::: Source data :::

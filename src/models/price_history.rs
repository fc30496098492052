use chrono::{DateTime, Utc};
use rust_decimal::Decimal;
use serde::{Deserialize, Serialize};
use sqlx::sqlite::SqliteRow;
use sqlx::{FromRow, Row};

use crate::models::required_decimal_column;

/// One stored price point. Immutable once written.
#[derive(Debug, Clone, Serialize, Deserialize, PartialEq)]
pub struct PriceObservation {
    pub id: i64,
    pub product_id: String,
    pub price: Decimal,
    pub timestamp: DateTime<Utc>,
}

impl PriceObservation {
    /// Difference against an earlier observation; positive means the price went up.
    pub fn change_since(&self, earlier: &PriceObservation) -> Decimal {
        self.price - earlier.price
    }
}

impl<'r> FromRow<'r, SqliteRow> for PriceObservation {
    fn from_row(row: &'r SqliteRow) -> Result<Self, sqlx::Error> {
        Ok(Self {
            id: row.try_get("id")?,
            product_id: row.try_get("product_id")?,
            price: required_decimal_column(row, "price")?,
            timestamp: row.try_get("timestamp")?,
        })
    }
}

/// Formats a signed change the way the history listing shows it.
pub fn format_change(change: Decimal) -> String {
    if change.is_sign_positive() && !change.is_zero() {
        format!("+{}", change)
    } else if change.is_sign_negative() && !change.is_zero() {
        format!("-{}", change.abs())
    } else {
        "No change".to_string()
    }
}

:::

What is expected: Output the whole listing word for word.

Result of the task:
filename src/models/price_history.rs
repository fc30496098492052
use chrono::{DateTime, Utc};
use rust_decimal::Decimal;
use serde::{Deserialize, Serialize};
use sqlx::sqlite::SqliteRow;
use sqlx::{FromRow, Row};

use crate::models::required_decimal_column;

/// One stored price point. Immutable once written.
#[derive(Debug, Clone, Serialize, Deserialize, PartialEq)]
pub struct PriceObservation {
    pub id: i64,
    pub product_id: String,
    pub price: Decimal,
    pub timestamp: DateTime<Utc>,
}

impl PriceObservation {
    /// Difference against an earlier observation; positive means the price went up.
    pub fn change_since(&self, earlier: &PriceObservation) -> Decimal {
        self.price - earlier.price
    }
}

impl<'r> FromRow<'r, SqliteRow> for PriceObservation {
    fn from_row(row: &'r SqliteRow) -> Result<Self, sqlx::Error> {
        Ok(Self {
            id: row.try_get("id")?,
            product_id: row.try_get("product_id")?,
            price: required_decimal_column(row, "price")?,
            timestamp: row.try_get("timestamp")?,
        })
    }
}

/// Formats a signed change the way the history listing shows it.
pub fn format_change(change: Decimal) -> String {
    if change.is_sign_positive() && !change.is_zero() {
        format!("+{}", change)
    } else if change.is_sign_negative() && !change.is_zero() {
        format!("-{}", change.abs())
    } else {
        "No change".to_string()
    }
}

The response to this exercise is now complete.